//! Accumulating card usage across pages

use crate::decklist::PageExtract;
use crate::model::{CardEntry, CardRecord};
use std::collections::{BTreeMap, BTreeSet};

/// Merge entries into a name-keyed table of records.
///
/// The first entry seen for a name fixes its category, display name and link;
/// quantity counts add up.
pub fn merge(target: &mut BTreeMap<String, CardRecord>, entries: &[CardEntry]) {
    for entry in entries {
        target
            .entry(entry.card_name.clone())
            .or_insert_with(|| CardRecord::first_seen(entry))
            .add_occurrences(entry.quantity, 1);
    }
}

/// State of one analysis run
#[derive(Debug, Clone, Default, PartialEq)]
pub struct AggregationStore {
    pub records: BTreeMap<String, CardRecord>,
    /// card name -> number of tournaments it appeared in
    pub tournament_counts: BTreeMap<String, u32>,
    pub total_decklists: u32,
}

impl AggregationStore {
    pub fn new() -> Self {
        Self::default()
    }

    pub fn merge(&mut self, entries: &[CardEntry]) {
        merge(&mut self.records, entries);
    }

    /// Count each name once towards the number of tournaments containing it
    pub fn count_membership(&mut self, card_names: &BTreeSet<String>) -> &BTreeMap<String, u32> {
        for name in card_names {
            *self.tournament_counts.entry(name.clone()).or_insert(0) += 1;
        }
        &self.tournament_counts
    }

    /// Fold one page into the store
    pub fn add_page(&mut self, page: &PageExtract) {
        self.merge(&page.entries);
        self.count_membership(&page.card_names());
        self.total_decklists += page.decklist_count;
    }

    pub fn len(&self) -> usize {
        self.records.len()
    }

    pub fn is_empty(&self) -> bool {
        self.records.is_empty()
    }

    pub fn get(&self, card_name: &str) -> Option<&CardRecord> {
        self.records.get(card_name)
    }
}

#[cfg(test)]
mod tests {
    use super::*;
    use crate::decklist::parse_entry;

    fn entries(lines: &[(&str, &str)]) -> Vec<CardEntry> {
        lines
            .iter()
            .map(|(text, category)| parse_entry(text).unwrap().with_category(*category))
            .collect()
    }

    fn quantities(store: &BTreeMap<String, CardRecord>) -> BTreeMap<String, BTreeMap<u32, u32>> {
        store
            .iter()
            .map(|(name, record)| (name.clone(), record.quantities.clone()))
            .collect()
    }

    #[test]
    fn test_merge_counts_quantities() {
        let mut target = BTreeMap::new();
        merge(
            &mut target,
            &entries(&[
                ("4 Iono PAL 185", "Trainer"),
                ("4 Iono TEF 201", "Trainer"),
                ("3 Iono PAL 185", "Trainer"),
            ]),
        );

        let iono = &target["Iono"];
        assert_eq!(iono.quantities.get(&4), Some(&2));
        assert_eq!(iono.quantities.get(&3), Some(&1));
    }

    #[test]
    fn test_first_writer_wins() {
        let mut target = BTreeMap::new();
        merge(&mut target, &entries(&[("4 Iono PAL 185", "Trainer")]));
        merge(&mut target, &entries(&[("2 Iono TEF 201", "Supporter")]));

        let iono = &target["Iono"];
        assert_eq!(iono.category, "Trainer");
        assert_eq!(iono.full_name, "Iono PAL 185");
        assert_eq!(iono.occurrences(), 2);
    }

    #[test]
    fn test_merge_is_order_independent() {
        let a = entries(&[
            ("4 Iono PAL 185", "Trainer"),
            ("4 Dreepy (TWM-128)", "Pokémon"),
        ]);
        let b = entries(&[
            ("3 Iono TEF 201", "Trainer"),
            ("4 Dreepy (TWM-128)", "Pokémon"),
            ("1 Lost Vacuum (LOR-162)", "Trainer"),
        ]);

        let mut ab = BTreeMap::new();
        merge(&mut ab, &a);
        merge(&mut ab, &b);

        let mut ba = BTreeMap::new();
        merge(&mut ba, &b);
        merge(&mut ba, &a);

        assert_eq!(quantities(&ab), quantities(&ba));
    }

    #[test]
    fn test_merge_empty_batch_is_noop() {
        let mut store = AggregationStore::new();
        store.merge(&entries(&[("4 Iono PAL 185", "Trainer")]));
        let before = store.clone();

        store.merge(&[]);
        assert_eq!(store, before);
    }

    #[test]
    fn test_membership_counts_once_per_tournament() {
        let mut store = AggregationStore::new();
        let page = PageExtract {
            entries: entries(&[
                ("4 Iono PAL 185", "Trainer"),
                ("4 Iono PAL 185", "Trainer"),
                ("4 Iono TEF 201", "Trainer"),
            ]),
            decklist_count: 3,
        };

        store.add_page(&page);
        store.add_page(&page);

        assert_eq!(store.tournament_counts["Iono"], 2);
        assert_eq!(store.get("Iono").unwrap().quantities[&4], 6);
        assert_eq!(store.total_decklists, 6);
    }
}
-------------------------
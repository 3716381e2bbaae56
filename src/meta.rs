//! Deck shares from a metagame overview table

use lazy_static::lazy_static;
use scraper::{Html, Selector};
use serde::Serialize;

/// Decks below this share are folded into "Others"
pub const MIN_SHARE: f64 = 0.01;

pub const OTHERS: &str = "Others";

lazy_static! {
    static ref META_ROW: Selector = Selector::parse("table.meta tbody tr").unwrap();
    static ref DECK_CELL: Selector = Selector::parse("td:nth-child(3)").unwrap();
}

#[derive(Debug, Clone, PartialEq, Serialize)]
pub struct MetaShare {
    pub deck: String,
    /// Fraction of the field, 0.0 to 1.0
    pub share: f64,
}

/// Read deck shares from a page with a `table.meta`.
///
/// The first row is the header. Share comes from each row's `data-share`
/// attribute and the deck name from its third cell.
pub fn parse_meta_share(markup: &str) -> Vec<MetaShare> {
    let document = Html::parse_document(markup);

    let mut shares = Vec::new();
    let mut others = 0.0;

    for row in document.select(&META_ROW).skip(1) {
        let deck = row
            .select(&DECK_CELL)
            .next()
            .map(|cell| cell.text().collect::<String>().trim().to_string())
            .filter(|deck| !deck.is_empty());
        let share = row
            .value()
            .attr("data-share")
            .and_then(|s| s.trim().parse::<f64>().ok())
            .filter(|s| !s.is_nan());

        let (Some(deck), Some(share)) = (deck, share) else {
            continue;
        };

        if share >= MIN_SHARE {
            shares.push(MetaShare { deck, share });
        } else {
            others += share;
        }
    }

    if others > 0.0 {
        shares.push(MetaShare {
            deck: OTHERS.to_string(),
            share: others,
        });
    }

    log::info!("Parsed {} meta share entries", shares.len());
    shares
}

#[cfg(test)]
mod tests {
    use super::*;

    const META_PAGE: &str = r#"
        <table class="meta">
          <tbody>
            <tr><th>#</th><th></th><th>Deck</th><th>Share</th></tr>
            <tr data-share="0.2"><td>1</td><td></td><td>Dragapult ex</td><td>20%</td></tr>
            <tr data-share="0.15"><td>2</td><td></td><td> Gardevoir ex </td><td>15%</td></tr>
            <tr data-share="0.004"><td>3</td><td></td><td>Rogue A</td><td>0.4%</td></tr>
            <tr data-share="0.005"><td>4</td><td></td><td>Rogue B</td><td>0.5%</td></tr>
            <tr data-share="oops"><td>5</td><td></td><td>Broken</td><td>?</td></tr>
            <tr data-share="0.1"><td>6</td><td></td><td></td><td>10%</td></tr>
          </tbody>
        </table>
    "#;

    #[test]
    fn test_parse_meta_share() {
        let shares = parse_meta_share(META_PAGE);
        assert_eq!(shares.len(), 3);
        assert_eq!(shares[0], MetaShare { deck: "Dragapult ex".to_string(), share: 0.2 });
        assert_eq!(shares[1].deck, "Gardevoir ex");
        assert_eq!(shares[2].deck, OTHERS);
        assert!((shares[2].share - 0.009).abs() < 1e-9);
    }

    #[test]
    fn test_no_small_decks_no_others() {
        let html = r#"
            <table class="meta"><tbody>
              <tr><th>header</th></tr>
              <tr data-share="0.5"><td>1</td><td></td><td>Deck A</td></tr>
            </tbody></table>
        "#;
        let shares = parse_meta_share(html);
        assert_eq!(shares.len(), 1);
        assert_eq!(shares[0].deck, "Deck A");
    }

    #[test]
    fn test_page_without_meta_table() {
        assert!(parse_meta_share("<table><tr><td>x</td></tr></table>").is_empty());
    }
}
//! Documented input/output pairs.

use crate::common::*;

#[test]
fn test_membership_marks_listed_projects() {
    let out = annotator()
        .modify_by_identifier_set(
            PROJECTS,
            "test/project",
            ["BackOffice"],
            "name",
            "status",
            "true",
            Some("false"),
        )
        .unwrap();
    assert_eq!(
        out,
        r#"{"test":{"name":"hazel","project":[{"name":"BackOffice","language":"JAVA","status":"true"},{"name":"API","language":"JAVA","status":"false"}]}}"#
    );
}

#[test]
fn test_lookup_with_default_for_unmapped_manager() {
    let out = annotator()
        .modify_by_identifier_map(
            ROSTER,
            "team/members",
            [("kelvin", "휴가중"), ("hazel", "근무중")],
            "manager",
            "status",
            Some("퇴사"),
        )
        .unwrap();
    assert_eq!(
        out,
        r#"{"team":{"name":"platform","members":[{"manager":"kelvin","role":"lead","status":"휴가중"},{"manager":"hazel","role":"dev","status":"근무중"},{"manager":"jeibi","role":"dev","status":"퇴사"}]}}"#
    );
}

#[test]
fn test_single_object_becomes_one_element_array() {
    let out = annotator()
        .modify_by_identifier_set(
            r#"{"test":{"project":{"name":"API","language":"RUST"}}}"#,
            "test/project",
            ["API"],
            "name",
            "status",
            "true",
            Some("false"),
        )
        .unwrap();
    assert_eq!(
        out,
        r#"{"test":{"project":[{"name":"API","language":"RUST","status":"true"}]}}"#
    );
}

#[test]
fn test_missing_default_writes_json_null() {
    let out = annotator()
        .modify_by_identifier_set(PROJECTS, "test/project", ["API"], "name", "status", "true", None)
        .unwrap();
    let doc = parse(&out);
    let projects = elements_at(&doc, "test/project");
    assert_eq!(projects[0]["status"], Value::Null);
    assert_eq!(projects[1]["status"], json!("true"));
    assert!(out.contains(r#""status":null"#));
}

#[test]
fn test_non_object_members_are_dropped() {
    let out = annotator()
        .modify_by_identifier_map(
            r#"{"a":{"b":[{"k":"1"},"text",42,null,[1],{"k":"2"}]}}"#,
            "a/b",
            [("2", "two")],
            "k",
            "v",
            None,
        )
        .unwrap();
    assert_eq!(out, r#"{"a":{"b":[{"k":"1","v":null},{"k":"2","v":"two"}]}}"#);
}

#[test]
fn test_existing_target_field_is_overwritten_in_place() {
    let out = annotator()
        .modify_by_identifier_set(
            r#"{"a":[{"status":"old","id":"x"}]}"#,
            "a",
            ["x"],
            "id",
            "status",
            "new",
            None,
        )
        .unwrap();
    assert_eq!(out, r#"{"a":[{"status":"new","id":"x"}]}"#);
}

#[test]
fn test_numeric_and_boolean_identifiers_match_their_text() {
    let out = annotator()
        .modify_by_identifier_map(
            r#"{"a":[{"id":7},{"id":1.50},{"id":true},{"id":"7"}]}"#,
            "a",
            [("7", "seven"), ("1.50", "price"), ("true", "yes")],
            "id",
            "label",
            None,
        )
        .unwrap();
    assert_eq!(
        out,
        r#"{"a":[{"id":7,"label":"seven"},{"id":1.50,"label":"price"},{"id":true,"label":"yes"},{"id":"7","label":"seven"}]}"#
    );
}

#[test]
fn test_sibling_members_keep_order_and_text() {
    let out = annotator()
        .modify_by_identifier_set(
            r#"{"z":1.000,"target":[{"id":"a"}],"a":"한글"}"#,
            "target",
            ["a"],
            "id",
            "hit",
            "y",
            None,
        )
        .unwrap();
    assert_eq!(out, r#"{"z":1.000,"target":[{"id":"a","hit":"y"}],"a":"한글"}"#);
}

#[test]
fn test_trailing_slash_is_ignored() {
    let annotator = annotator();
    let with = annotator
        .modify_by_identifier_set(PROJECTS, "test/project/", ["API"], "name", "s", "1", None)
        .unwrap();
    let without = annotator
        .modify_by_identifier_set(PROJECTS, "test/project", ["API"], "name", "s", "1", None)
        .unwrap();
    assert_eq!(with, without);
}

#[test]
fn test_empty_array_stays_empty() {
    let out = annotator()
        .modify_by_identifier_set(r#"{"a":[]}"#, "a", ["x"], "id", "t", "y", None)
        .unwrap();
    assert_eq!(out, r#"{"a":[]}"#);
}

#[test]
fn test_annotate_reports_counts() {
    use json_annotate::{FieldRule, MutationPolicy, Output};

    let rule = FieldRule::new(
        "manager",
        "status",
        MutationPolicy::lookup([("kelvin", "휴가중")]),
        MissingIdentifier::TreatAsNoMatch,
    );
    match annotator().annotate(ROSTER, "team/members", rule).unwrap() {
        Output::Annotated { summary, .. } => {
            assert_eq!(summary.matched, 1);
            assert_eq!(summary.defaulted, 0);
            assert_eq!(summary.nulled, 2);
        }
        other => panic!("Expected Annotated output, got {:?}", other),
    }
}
-------------------------
# Exercise instructions
Show, from the entries above, every line that includes the string "language".

# Result for this task
        r#"{"test":{"name":"hazel","project":[{"name":"BackOffice","language":"JAVA","status":"true"},{"name":"API","language":"JAVA","status":"false"}]}}"#
            r#"{"test":{"project":{"name":"API","language":"RUST"}}}"#,
        r#"{"test":{"project":[{"name":"API","language":"RUST","status":"true"}]}}"#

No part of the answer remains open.